> _TASK DESCRIPTION_
Return verbatim every line from the first line of the data below to the line that contains "self.invites.remove(&player_id);", inclusive, and no further.

> _DATA FOR THIS TASK_
+---+
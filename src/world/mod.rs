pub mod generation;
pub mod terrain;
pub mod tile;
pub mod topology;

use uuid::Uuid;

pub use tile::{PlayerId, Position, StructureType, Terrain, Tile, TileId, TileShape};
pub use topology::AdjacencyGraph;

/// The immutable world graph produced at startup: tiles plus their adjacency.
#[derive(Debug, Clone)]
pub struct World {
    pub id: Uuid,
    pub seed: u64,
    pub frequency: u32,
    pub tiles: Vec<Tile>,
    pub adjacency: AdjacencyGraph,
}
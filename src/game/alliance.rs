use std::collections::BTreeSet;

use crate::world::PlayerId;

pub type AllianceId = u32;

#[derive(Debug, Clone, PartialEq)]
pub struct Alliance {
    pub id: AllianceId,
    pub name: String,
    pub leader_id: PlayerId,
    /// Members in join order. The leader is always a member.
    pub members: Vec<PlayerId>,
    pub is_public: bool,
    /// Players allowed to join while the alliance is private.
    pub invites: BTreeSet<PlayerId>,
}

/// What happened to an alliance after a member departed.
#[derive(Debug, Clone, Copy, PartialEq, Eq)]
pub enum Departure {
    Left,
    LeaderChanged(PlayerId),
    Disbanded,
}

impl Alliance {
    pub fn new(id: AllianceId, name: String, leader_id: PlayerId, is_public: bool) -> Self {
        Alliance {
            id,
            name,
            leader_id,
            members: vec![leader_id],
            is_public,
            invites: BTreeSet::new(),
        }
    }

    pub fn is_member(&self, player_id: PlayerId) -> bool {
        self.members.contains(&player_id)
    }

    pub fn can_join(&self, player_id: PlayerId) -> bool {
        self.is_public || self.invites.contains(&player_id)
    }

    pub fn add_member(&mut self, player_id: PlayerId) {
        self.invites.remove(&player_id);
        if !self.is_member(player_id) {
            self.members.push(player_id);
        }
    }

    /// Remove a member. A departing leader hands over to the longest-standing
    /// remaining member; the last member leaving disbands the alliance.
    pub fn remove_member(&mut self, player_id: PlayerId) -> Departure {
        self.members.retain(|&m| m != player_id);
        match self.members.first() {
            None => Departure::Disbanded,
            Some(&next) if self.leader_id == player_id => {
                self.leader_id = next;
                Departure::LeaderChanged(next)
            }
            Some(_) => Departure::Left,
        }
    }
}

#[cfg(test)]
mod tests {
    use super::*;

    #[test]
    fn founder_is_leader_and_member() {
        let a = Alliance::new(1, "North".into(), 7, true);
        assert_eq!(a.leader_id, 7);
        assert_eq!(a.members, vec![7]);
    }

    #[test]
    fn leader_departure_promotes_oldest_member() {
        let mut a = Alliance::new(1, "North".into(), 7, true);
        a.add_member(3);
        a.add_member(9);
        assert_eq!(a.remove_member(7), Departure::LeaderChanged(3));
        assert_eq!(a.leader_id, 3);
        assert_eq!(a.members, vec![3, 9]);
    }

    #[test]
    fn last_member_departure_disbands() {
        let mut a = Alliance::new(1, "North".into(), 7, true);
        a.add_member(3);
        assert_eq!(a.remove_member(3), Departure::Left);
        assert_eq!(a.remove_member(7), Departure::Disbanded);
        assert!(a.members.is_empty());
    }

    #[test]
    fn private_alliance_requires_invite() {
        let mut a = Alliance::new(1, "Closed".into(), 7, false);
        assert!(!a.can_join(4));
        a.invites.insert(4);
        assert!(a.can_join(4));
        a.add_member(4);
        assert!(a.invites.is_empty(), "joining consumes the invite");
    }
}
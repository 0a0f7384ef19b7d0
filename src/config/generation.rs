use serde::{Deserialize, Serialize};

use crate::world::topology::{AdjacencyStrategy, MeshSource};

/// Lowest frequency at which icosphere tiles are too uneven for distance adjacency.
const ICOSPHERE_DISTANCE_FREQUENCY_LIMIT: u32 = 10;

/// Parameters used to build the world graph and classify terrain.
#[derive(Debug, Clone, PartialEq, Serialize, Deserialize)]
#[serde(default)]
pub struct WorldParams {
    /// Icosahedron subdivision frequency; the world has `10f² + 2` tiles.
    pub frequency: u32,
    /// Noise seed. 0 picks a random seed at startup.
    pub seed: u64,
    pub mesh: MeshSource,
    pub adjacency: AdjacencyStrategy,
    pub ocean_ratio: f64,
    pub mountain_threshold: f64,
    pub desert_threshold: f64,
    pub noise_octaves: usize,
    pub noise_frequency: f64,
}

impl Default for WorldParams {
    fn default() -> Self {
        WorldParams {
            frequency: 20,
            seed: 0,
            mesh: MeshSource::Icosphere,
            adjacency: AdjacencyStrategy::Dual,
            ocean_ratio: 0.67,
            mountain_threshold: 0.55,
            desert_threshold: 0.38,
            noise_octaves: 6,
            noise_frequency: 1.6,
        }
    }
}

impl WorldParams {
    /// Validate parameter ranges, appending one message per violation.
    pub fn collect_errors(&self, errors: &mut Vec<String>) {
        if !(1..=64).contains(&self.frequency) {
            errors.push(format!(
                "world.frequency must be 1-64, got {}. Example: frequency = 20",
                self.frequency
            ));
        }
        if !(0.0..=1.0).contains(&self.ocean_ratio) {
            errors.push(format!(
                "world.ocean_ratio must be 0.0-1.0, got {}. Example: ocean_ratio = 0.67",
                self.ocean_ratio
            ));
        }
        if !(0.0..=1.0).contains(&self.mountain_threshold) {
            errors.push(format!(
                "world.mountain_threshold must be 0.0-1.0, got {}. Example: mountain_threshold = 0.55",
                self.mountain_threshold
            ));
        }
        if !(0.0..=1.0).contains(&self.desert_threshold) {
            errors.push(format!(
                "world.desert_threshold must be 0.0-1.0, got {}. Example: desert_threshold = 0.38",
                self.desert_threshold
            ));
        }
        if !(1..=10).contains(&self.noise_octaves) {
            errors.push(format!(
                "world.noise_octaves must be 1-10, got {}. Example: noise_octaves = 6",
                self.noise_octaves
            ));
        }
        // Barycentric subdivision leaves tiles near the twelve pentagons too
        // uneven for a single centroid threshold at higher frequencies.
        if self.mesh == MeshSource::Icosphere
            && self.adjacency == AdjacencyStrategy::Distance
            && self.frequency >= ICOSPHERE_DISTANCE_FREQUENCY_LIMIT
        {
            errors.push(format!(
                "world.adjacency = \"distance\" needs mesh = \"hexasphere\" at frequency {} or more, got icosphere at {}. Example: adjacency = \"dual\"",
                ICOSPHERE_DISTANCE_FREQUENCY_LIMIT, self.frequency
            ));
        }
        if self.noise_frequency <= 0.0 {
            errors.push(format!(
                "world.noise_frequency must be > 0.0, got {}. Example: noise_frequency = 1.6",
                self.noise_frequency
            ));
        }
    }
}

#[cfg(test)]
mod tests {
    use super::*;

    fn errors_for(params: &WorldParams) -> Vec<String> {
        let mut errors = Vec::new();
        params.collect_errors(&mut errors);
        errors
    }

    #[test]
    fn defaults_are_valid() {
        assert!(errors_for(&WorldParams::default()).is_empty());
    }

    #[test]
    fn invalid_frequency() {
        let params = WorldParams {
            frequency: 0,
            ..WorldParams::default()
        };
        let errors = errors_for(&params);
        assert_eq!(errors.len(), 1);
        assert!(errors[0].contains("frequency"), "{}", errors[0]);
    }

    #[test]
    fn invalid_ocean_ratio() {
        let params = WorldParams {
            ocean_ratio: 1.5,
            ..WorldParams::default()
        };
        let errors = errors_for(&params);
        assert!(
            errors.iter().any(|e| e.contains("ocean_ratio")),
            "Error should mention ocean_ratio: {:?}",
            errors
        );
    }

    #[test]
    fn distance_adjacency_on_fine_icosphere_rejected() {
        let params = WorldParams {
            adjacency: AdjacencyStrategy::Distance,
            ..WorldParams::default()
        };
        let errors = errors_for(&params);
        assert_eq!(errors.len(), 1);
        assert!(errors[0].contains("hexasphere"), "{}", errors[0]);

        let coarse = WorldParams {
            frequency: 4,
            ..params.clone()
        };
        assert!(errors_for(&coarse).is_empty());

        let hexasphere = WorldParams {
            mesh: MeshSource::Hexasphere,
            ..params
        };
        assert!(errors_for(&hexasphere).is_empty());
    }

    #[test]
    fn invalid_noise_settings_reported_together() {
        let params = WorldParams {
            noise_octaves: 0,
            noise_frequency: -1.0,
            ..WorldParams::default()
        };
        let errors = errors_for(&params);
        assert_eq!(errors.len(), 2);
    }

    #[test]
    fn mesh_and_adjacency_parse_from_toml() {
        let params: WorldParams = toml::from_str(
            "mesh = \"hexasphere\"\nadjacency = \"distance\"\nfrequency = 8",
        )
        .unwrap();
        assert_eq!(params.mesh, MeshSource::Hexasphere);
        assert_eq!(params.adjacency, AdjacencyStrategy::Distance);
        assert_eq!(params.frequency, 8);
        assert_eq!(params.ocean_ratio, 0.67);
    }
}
+---+
> _SOLUTION FOR THIS PROBLEM_
filename src/world/mod.rs
pub mod generation;
pub mod terrain;
pub mod tile;
pub mod topology;

use uuid::Uuid;

pub use tile::{PlayerId, Position, StructureType, Terrain, Tile, TileId, TileShape};
pub use topology::AdjacencyGraph;

/// The immutable world graph produced at startup: tiles plus their adjacency.
#[derive(Debug, Clone)]
pub struct World {
    pub id: Uuid,
    pub seed: u64,
    pub frequency: u32,
    pub tiles: Vec<Tile>,
    pub adjacency: AdjacencyGraph,
}
filename src/game/alliance.rs
use std::collections::BTreeSet;

use crate::world::PlayerId;

pub type AllianceId = u32;

#[derive(Debug, Clone, PartialEq)]
pub struct Alliance {
    pub id: AllianceId,
    pub name: String,
    pub leader_id: PlayerId,
    /// Members in join order. The leader is always a member.
    pub members: Vec<PlayerId>,
    pub is_public: bool,
    /// Players allowed to join while the alliance is private.
    pub invites: BTreeSet<PlayerId>,
}

/// What happened to an alliance after a member departed.
#[derive(Debug, Clone, Copy, PartialEq, Eq)]
pub enum Departure {
    Left,
    LeaderChanged(PlayerId),
    Disbanded,
}

impl Alliance {
    pub fn new(id: AllianceId, name: String, leader_id: PlayerId, is_public: bool) -> Self {
        Alliance {
            id,
            name,
            leader_id,
            members: vec![leader_id],
            is_public,
            invites: BTreeSet::new(),
        }
    }

    pub fn is_member(&self, player_id: PlayerId) -> bool {
        self.members.contains(&player_id)
    }

    pub fn can_join(&self, player_id: PlayerId) -> bool {
        self.is_public || self.invites.contains(&player_id)
    }

    pub fn add_member(&mut self, player_id: PlayerId) {
        self.invites.remove(&player_id);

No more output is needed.